The way Blosxom deals with timestamps is
great--fantastic, effortless, beautiful, perfect... until one
decides to revise an entry, the entry gets a new timestamp, and the
original timestamp is lost to the winds because, while unix has
multiple `last modification' timestamps, it has no concept of `file
creation-time'.
That's OK, actually--because, even if it did have
creation-timestamps, we'd all end up wanting some other sort of
metadata; inside the filesystem per se basically isn't the right place
to stash all of the metadata about which anyone cares. And that
perspective is bolstered by the fact that we do have tools above the
filesystem layer that can keep track of all sorts of metadata, and
more than just a single level of metadata--more than a single revision
of the data, too!
Enter Revision- (or Version-) Control Systems.
But Blosxom doesn't know anything about any of these tools.
But Blosxom has a plugin-architecture.
But the plugin-architecture doesn't have any hooks specifically for
replacing the timestamp-logic--the the coupling of entry-timestamps to
file-timestamps is hard-coded deep in the middle of a bunch of other
logic that's only tangentially related (if it's even related at all).

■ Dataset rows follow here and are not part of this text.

//! Common run configurations for lensprior tests
#![allow(dead_code)]

use lensprior::PriorConfig;

/// Lens at a fixed position, isothermal, with a Sersic source.
pub const DIAGONAL_FIXED_CENTER: &str = r#"{
    "name": "fixed_center",
    "bnn_prior_class": "DiagonalBNNPrior",
    "components": ["lens_mass", "src_light"],
    "bnn_omega": {
        "lens_mass": {
            "profile": "SIE",
            "center_x": {"dist": "normal", "mu": 0.0, "sigma": 0.0},
            "center_y": {"dist": "normal", "mu": 0.0, "sigma": 0.0},
            "theta_E": {"dist": "normal", "mu": 1.2, "sigma": 0.1, "lower": 0.3},
            "q": {"dist": "uniform", "lower": 0.5, "upper": 1.0},
            "phi": {"dist": "uniform", "lower": -1.5708, "upper": 1.5708}
        },
        "src_light": {
            "profile": "SERSIC",
            "center_x": {"dist": "uniform", "lower": -0.1, "upper": 0.1},
            "center_y": {"dist": "uniform", "lower": -0.1, "upper": 0.1},
            "R_sersic": {"dist": "lognormal", "mu": -1.0, "sigma": 0.2},
            "n_sersic": {"dist": "normal", "mu": 1.0, "sigma": 0.1, "lower": 0.5},
            "magnitude": {"dist": "uniform", "lower": 22.0, "upper": 25.0}
        }
    }
}"#;

/// Lens light with its own center hyperparameters, far from the mass.
pub const DIAGONAL_OFFSET_LIGHT: &str = r#"{
    "name": "offset_light",
    "bnn_prior_class": "DiagonalBNNPrior",
    "components": ["lens_mass", "external_shear", "lens_light", "src_light"],
    "bnn_omega": {
        "lens_mass": {
            "profile": "SPEMD",
            "center_x": {"dist": "normal", "mu": 0.05, "sigma": 0.05},
            "center_y": {"dist": "normal", "mu": -0.05, "sigma": 0.05},
            "theta_E": {"dist": "lognormal", "mu": 0.0, "sigma": 0.1},
            "gamma": {"dist": "normal", "mu": 2.0, "sigma": 0.1, "lower": 1.5, "upper": 2.5},
            "e1": {"dist": "beta", "a": 4.0, "b": 4.0, "lower": -0.5, "upper": 0.5},
            "e2": {"dist": "beta", "a": 4.0, "b": 4.0, "lower": -0.5, "upper": 0.5}
        },
        "external_shear": {
            "profile": "SHEAR_GAMMA_PSI",
            "gamma_ext": {"dist": "lognormal", "mu": -2.73, "sigma": 1.05},
            "psi_ext": {"dist": "uniform", "lower": -1.5708, "upper": 1.5708}
        },
        "lens_light": {
            "profile": "SERSIC_ELLIPSE",
            "center_x": {"dist": "normal", "mu": 10.0, "sigma": 1.0},
            "center_y": {"dist": "normal", "mu": -10.0, "sigma": 1.0},
            "R_sersic": {"dist": "normal", "mu": 0.8, "sigma": 0.1, "lower": 0.1},
            "n_sersic": {"dist": "normal", "mu": 3.0, "sigma": 0.5, "lower": 0.5},
            "q": {"dist": "uniform", "lower": 0.5, "upper": 1.0},
            "phi": {"dist": "uniform", "lower": -1.5708, "upper": 1.5708},
            "magnitude": {"dist": "uniform", "lower": 17.0, "upper": 20.0}
        },
        "src_light": {
            "profile": "SERSIC_ELLIPSE",
            "center_x": {"dist": "uniform", "lower": -0.2, "upper": 0.2},
            "center_y": {"dist": "uniform", "lower": -0.2, "upper": 0.2},
            "R_sersic": {"dist": "lognormal", "mu": -0.7, "sigma": 0.4},
            "n_sersic": {"dist": "normal", "mu": 1.0, "sigma": 0.3, "lower": 0.5},
            "q": {"dist": "uniform", "lower": 0.3, "upper": 1.0},
            "phi": {"dist": "uniform", "lower": -1.5708, "upper": 1.5708},
            "magnitude": {"dist": "uniform", "lower": 22.0, "upper": 25.0}
        }
    }
}"#;

/// Full empirical chain: redshifts, velocity dispersion, scaling relations.
pub const EMPIRICAL: &str = r#"{
    "name": "empirical",
    "seed": 1113,
    "bnn_prior_class": "EmpiricalBNNPrior",
    "components": ["lens_mass", "external_shear", "lens_light", "src_light"],
    "bnn_omega": {
        "cosmology": {"H0": 70.0, "Om0": 0.3},
        "redshift": {"model": "differential_comoving_volume", "grid": {"start": 0.01, "stop": 5.0, "step": 0.1}},
        "kinematics": {"velocity_dispersion": {"model": "vel_disp_function_CPV2007", "grid": {"start": 100.0, "stop": 400.0, "step": 10.0}}},
        "lens_mass": {
            "profile": "SPEMD",
            "center_x": {"dist": "normal", "mu": 0.0, "sigma": 0.01},
            "center_y": {"dist": "normal", "mu": 0.0, "sigma": 0.01},
            "gamma": {"model": "FundamentalMassHyperplane", "model_kwargs": {"fit_data": "SLACS"}},
            "theta_E": {"model": "approximate_theta_E_for_SIS"},
            "e1": {"dist": "beta", "a": 4.0, "b": 4.0, "lower": -0.9, "upper": 0.9},
            "e2": {"dist": "beta", "a": 4.0, "b": 4.0, "lower": -0.9, "upper": 0.9}
        },
        "external_shear": {
            "profile": "SHEAR_GAMMA_PSI",
            "gamma_ext": {"dist": "lognormal", "mu": -2.73, "sigma": 1.05},
            "psi_ext": {"dist": "uniform", "lower": -1.5708, "upper": 1.5708}
        },
        "lens_light": {
            "profile": "SERSIC_ELLIPSE",
            "magnitude": {"model": "FaberJackson", "model_kwargs": {"fit_data": "ETGs"}},
            "R_sersic": {"model": "FundamentalPlane", "model_kwargs": {"fit_data": "SDSS"}},
            "n_sersic": {"dist": "normal", "mu": 3.0, "sigma": 0.55, "lower": 0.5},
            "q": {"model": "AxisRatioRayleigh", "model_kwargs": {"fit_data": "SDSS"}},
            "phi": {"dist": "uniform", "lower": -1.5708, "upper": 1.5708}
        },
        "src_light": {
            "profile": "SERSIC_ELLIPSE",
            "magnitude": {"model": "redshift_binned_luminosity_function"},
            "R_sersic": {"model": "size_from_luminosity_and_redshift_relation"},
            "n_sersic": {"dist": "normal", "mu": 0.8, "sigma": 0.3, "lower": 0.3},
            "center_x": {"dist": "uniform", "lower": -0.2, "upper": 0.2},
            "center_y": {"dist": "uniform", "lower": -0.2, "upper": 0.2},
            "q": {"dist": "normal", "mu": 0.6, "sigma": 0.1, "lower": 0.2, "upper": 1.0},
            "phi": {"dist": "uniform", "lower": -1.5708, "upper": 1.5708}
        }
    }
}"#;

/// Pixelated source placed near the caustics of a centered lens.
pub const REAL_SOURCE_CENTERED: &str = r#"{
    "name": "real_source",
    "bnn_prior_class": "RealSourcePrior",
    "components": ["lens_mass", "external_shear", "src_light"],
    "image": {"num_pix": 16},
    "instrument": {"pixel_scale": 0.08},
    "external": {"src_light": {"psf_size": 7, "psf_gaussian_fwhm": 0.15}},
    "caustics": {"margin_pixels": 1.0, "max_caustic_attempts": 5},
    "bnn_omega": {
        "lens_mass": {
            "profile": "SIE",
            "center_x": {"dist": "normal", "mu": 0.0, "sigma": 0.0},
            "center_y": {"dist": "normal", "mu": 0.0, "sigma": 0.0},
            "theta_E": {"dist": "normal", "mu": 1.0, "sigma": 0.05},
            "q": {"dist": "uniform", "lower": 0.6, "upper": 1.0},
            "phi": {"dist": "uniform", "lower": 0.0, "upper": 3.14159}
        },
        "external_shear": {
            "profile": "SHEAR_GAMMA_PSI",
            "gamma_ext": {"dist": "uniform", "lower": 0.0, "upper": 0.05},
            "psi_ext": {"dist": "uniform", "lower": -1.5708, "upper": 1.5708}
        },
        "src_light": {
            "profile": "GALSIM",
            "catalog_index": {"dist": "uniform", "lower": 0.0, "upper": 96.0},
            "galsim_scale": {"dist": "uniform", "lower": 0.8, "upper": 1.2},
            "galsim_angle": {"dist": "uniform", "lower": -3.14159, "upper": 3.14159},
            "galsim_center_x": {"dist": "uniform", "lower": 0.0, "upper": 0.0},
            "galsim_center_y": {"dist": "uniform", "lower": 0.0, "upper": 0.0},
            "magnitude": {"dist": "uniform", "lower": 22.0, "upper": 24.0}
        }
    }
}"#;

pub fn init_logging() {
    let _ = env_logger::builder().is_test(true).try_init();
}

pub fn load(json: &str) -> PriorConfig {
    PriorConfig::from_json_str(json).expect("test configuration should parse")
}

So, I could write a plugin, but I'd have to duplicate a bunch of logic
just like the existing
solution
does, or revise Blosxom to give the plugin-architecture cleaner lines
of delegation.
If I'm going to be doing major surgery on my weblog-system, though...,
I wonder if it'd make more sense to just switch to
PyBlosxom--maybe it's got a more
workable design to it?
The revision-control system that I'd be using would be
Bazaar (it'd be useful for my wife, not just
geeks like me), which has (nay--is) a Python API that I could use,
so maybe switching to PyBlosxom is even more tempting.
I'll have to give PyBlosxom a deeper review than I've done previously
(a glance had me thinking that its raison d'etre was that the author
couldn't be bothered to learn Perl, which would be..., well...,
idiotic: why split the development-community like that, just for the
sake of it?).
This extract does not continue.